Taking a Company Public


Taking a company from private to public is a big and potentially rewarding step that provides access to significant amounts of capital and increased prestige and publicity. Choosing whether to float is probably one of the most important decisions a private company will make.

But why should a company go public and how do companies go public? While most enterprises opt for an initial public offering (IPO), it is not the only way to raise capital and funds in the capital market with your business. As a London-based firm of capital market specialists, we’ll advise you on the most appropriate route for your situation and aspirations. And drawing on our expertise and experience, we can make the process easier take your company public.

Direct Listing

A direct listing (also known as a direct public offering) is an alternative way for going public with a company. Here, the company raises capital through private placements and later on it gives those early private placement investors the opportunity of selling their shares on the stock exchange. The shares are sold directly to the public without the help of intermediaries. The process cuts out underwriters and their fees and is cheaper and quicker than a traditional IPO. No new shares are issued, and there is no lock-up period. The company does raise funds through the listing but gives investors the opportunity to cash in.
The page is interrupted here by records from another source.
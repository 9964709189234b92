//! Stand-in for the weather function app: fixed conditions for any location

use axum::{extract::Query, routing::get, Json, Router};
use serde::{Deserialize, Serialize};
use serde_json::{json, Value};
use tracing::info;

const DEFAULT_LOCATION: &str = "Seattle";

#[derive(Debug, Deserialize)]
pub struct WeatherQuery {
    location: Option<String>,
}

#[derive(Debug, Clone, PartialEq, Serialize, Deserialize)]
pub struct WeatherReport {
    pub location: String,
    pub temperature: i32,
    pub temperature_unit: String,
    pub conditions: String,
    pub humidity: u32,
    pub wind_speed: u32,
    pub wind_unit: String,
    pub forecast: String,
}

impl WeatherReport {
    pub fn fixed(location: impl Into<String>) -> Self {
        Self {
            location: location.into(),
            temperature: 72,
            temperature_unit: "F".to_string(),
            conditions: "Partly Cloudy".to_string(),
            humidity: 65,
            wind_speed: 8,
            wind_unit: "mph".to_string(),
            forecast: "Clear skies expected for the rest of the day".to_string(),
        }
    }
}

/// Routes served by the `weather-function` binary
pub fn weather_router() -> Router {
    Router::new()
        .route("/api/weather", get(get_weather))
        .route("/api/health", get(health))
}

/// GET /api/weather?location=<l>
pub async fn get_weather(Query(query): Query<WeatherQuery>) -> Json<WeatherReport> {
    let location = query
        .location
        .filter(|l| !l.trim().is_empty())
        .unwrap_or_else(|| DEFAULT_LOCATION.to_string());

    info!(location = %location, "Weather request");
    Json(WeatherReport::fixed(location))
}

/// GET /api/health
pub async fn health() -> Json<Value> {
    Json(json!({
        "status": "healthy",
        "service": "Weather Function"
    }))
}
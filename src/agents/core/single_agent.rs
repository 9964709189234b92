//! Single-agent completion engine

use async_trait::async_trait;
use std::sync::Arc;

use super::{settle_text, Sampling, TurnRunner};
use crate::agents::config::ChatConfig;
use crate::agents::domain::{ChatCompletion, ChatPort, ChatStream, ChunkSender, Message};
use crate::agents::error::AgentResult;
use crate::agents::history::{from_internal, to_internal};
use crate::agents::llm::LlmProvider;
use crate::domain::{ChatHistory, ToolPort};

const AGENT_NAME: &str = "ChatAgent";

/// One model agent with the plugins registered, answering every request
pub struct SingleAgentEngine {
    runner: Arc<TurnRunner>,
    system_prompt: Arc<str>,
}

impl SingleAgentEngine {
    pub fn new(llm: Arc<dyn LlmProvider>, plugins: Vec<Arc<dyn ToolPort>>, config: &ChatConfig) -> Self {
        Self {
            runner: Arc::new(TurnRunner::new(
                llm,
                plugins,
                Sampling::from(config),
                config.max_tool_rounds,
            )),
            system_prompt: Arc::from(config.system_prompt.as_str()),
        }
    }

    async fn answer(
        runner: Arc<TurnRunner>,
        system_prompt: Arc<str>,
        message: String,
        history: Option<ChatHistory>,
        sink: Option<ChunkSender>,
    ) -> AgentResult<ChatCompletion> {
        let history = history.unwrap_or_default();
        let mut messages = to_internal(&history, &system_prompt);
        messages.push(Message::user(message));

        let output = runner.run(AGENT_NAME, &mut messages, &[], sink.as_ref()).await?;
        let text = settle_text(AGENT_NAME, &output);

        // Substituted text, or a provider that answered without streaming
        if let Some(sink) = &sink {
            if !output.streamed && !text.is_empty() {
                sink.send_text(&text)?;
            }
        }

        if !text.is_empty() {
            messages.push(Message::assistant(&text));
        }

        Ok(ChatCompletion {
            text,
            finish_reason: output.finish_reason,
            tool_invocations: output.invocations,
            history: from_internal(&messages),
        })
    }
}

#[async_trait]
impl ChatPort for SingleAgentEngine {
    fn stream_completion(&self, message: &str, history: Option<ChatHistory>) -> ChatStream {
        let runner = self.runner.clone();
        let system_prompt = self.system_prompt.clone();
        let message = message.to_string();

        ChatStream::spawn(move |sender| {
            Self::answer(runner, system_prompt, message, history, Some(sender))
        })
    }

    async fn get_completion(
        &self,
        message: &str,
        history: Option<ChatHistory>,
    ) -> AgentResult<(String, ChatHistory)> {
        let completion = Self::answer(
            self.runner.clone(),
            self.system_prompt.clone(),
            message.to_string(),
            history,
            None,
        )
        .await?;

        Ok((completion.text, completion.history))
    }
}
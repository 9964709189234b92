use clap::Parser;
use nimbus::agents::OrchestrationMode;
use nimbus::cli::Cli;
use nimbus::config::Settings;
use std::fs;
use tempfile::TempDir;

const NIMBUS_TOML: &str = r#"
[server]
port = 9100
cors_origins = ["http://localhost:3000"]

[logging]
level = "debug"

[llm]
base_url = "https://example.openai.azure.com"
model = "gpt-4o"

[chat]
orchestration = "handoff"
temperature = 0.2

[chat.handoff]
max_handoffs = 3

[weather]
base_url = "http://weather.internal:7071"
"#;

#[test]
fn test_load_file_settings() -> anyhow::Result<()> {
    let temp_dir = TempDir::new()?;
    let path = temp_dir.path().join("nimbus.toml");
    fs::write(&path, NIMBUS_TOML)?;

    let settings = Settings::load(&path)?;

    assert_eq!(settings.server.host, "127.0.0.1");
    assert_eq!(settings.server.port, 9100);
    assert!(!settings.server.allows_any_origin());
    assert_eq!(settings.logging.max_level(), tracing::Level::DEBUG);
    assert_eq!(settings.llm.model, "gpt-4o");
    assert_eq!(settings.llm.api_version, "2024-10-21");
    assert_eq!(settings.chat.orchestration, OrchestrationMode::Handoff);
    assert!((settings.chat.temperature - 0.2).abs() < f32::EPSILON);
    assert_eq!(settings.chat.max_tokens, 800);
    assert_eq!(settings.chat.handoff.max_handoffs, 3);
    assert_eq!(settings.chat.handoff.result_timeout_seconds, 60);
    assert_eq!(settings.weather.base_url, "http://weather.internal:7071");
    assert!(settings.validate().is_ok());

    Ok(())
}

#[test]
fn test_missing_file_uses_defaults() -> anyhow::Result<()> {
    let temp_dir = TempDir::new()?;
    let settings = Settings::load(&temp_dir.path().join("absent.toml"))?;

    assert_eq!(settings.server.port, 8000);
    assert_eq!(settings.server.app_name, "AI Chat Service");
    assert_eq!(settings.chat.orchestration, OrchestrationMode::Single);
    assert_eq!(settings.chat.max_tool_rounds, 5);

    // No endpoint or deployment configured
    let err = settings.validate().unwrap_err().to_string();
    assert!(err.contains("llm.base_url"));
    assert!(err.contains("llm.model"));

    Ok(())
}

#[test]
fn test_cli_overrides_file() -> anyhow::Result<()> {
    let temp_dir = TempDir::new()?;
    let path = temp_dir.path().join("nimbus.toml");
    fs::write(&path, NIMBUS_TOML)?;

    let cli = Cli::parse_from([
        "nimbus",
        "--config",
        path.to_str().unwrap(),
        "--port",
        "9200",
        "--deployment",
        "gpt-4o-mini",
        "--orchestration",
        "single",
        "--cors-origins",
        "*",
        "--weather-url",
        "http://localhost:7072",
    ]);
    let settings = Settings::new_with_cli(&cli)?;

    assert_eq!(settings.server.port, 9200);
    assert!(settings.server.allows_any_origin());
    assert_eq!(settings.llm.model, "gpt-4o-mini");
    assert_eq!(settings.llm.base_url, "https://example.openai.azure.com");
    assert_eq!(settings.chat.orchestration, OrchestrationMode::Single);
    assert_eq!(settings.weather.base_url, "http://localhost:7072");

    Ok(())
}

#[test]
fn test_environment_overrides_file() -> anyhow::Result<()> {
    let temp_dir = TempDir::new()?;
    let path = temp_dir.path().join("nimbus.toml");
    fs::write(&path, NIMBUS_TOML)?;

    std::env::set_var("NIMBUS__WEATHER__DEFAULT_LOCATION", "Reykjavik");
    let settings = Settings::load(&path);
    std::env::remove_var("NIMBUS__WEATHER__DEFAULT_LOCATION");

    assert_eq!(settings?.weather.default_location, "Reykjavik");
    Ok(())
}

#[test]
fn test_invalid_values_are_all_reported() -> anyhow::Result<()> {
    let temp_dir = TempDir::new()?;
    let path = temp_dir.path().join("nimbus.toml");
    fs::write(
        &path,
        r#"
[llm]
base_url = "https://example.openai.azure.com"
model = "gpt-4o"

[chat]
temperature = 3.0
max_tool_rounds = 0

[weather]
base_url = "weather-function"
"#,
    )?;

    let cli = Cli::parse_from(["nimbus", "--config", path.to_str().unwrap()]);
    let err = Settings::new_with_cli(&cli).unwrap_err().to_string();

    assert!(err.contains("Configuration validation failed"));
    assert!(err.contains("chat.temperature"));
    assert!(err.contains("chat.max_tool_rounds"));
    assert!(err.contains("weather.base_url"));

    Ok(())
}
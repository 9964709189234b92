//! Azure OpenAI LLM Provider with streaming support

use async_trait::async_trait;
use std::sync::Arc;

use super::{
    openai::OpenAiProvider, Authenticator, CompletionRequest, CompletionResponse, LlmProvider,
    LlmStream,
};
use crate::agents::config::LlmProviderConfig;
use crate::agents::error::{LlmError, LlmResult};

/// Azure OpenAI LLM Provider
/// Uses the same API format as OpenAI but with Azure-specific endpoints
pub struct AzureOpenAiProvider {
    inner: OpenAiProvider,
}

impl AzureOpenAiProvider {
    /// Create a new Azure OpenAI provider from configuration.
    ///
    /// `config.model` is the deployment name and `config.base_url` the resource
    /// endpoint, e.g. `https://my-resource.openai.azure.com`.
    pub fn new(config: &LlmProviderConfig, auth: Arc<dyn Authenticator>) -> LlmResult<Self> {
        let endpoint = config.base_url.trim().trim_end_matches('/');
        if endpoint.is_empty() {
            return Err(LlmError::InvalidRequest(
                "Azure OpenAI requires an endpoint (e.g., https://your-resource.openai.azure.com)"
                    .to_string(),
            ));
        }

        let url = format!(
            "{}/openai/deployments/{}/chat/completions?api-version={}",
            endpoint, config.model, config.api_version
        );

        let inner = OpenAiProvider::with_url("azure-openai", url, config, auth)?;
        Ok(Self { inner })
    }

    pub fn url(&self) -> &str {
        self.inner.url()
    }
}

#[async_trait]
impl LlmProvider for AzureOpenAiProvider {
    fn name(&self) -> &str {
        self.inner.name()
    }

    fn model(&self) -> &str {
        self.inner.model()
    }

    async fn complete(&self, request: CompletionRequest) -> LlmResult<CompletionResponse> {
        self.inner.complete(request).await
    }

    fn complete_stream(&self, request: CompletionRequest) -> LlmStream {
        self.inner.complete_stream(request)
    }
}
Initial Public Offering (IPO)

In an initial public offering (IPO), a privately owned company lists its shares on a public stock exchange for the first time, making them available for purchase by the general public. IPOs create new shares to generate extra funds, which can be used to support growth, pay off debt or fund research and development. One of the key components of an IPO is that an intermediary, usually an investment bank, underwrites the shares and helps set the initial share price.

Reverse Merger Into a Cash Shell

Cash shells are non-operating public companies with a stock market listing but zero assets. Usually, cash shells are created for the sole purpose of selling the company later on for reverse merger purposes. They attract small caps looking for funds and a stock market listing without having to go through a full IPO process which can be time-consuming and expensive.

The Convertible Bond

A convertible bond is a fixed income hybrid security sold by public companies that can be converted into shares. Using convertible bonds, an issuing company can raise funds for expansion at lower interest rates than corporate bonds. Selling bonds is also a compelling option for small caps that don’t want to lose voting control of their business. However, this benefit is usually temporary since bonds convert to shares, so eventually, shareholders are entitled to vote for directors.

Special Purpose Acquisition Company (SPAC)

Special purpose acquisition companies (SPACs) are non-operating publicly-listed firms created with the sole purpose of raising capital to acquire and therefore bring to market a private operating company. SPAC acquisitions are attractive to small caps because they can become listed companies without executing an IPO. The SPAC is already a public company. Taking the SPAC route can offer the target company owners a faster path to a stock exchange listing than an IPO.

Initial Coin Offering (ICO)

An initial coin offering (ICO) is the cryptocurrency industry’s equivalent to an initial public offering (IPO). A company looking to raise money to create a new coin, app, or service launches an ICO as a way to raise funds. Interested investors can buy into the offering and receive a new cryptocurrency token issued by the company. This token may have some utility in using the product or service the company is offering, or it may just represent a stake in the company or project.

IPO vs Direct Listing

IPOs (initial public offerings) and direct listings are two ways for private companies to go public by listing shares on a stock exchange. However, there are key differences between the two. The majority of companies go down the IPO route in which new shares are created and underwritten in a registration statement. With a direct listing, employers and investors sell their existing shares, and there is no underwriting. Also, a direct listing doesn’t have a lock-up period that applies to IPOs.

Why We Don’t Like Cash Shells

Purchasing a cash shell, an already listed company is a quicker and cheaper alternative to the lengthy IPO process. However, it involves risks and uncertainties. Investors don’t control all the outstanding shares, and there can be short-term share price volatility if shareholders offload their shares as soon as the company goes public. One of the biggest risks is that of hidden liabilities. A cash shell may have debts and liabilities that are not discovered until after the acquisition.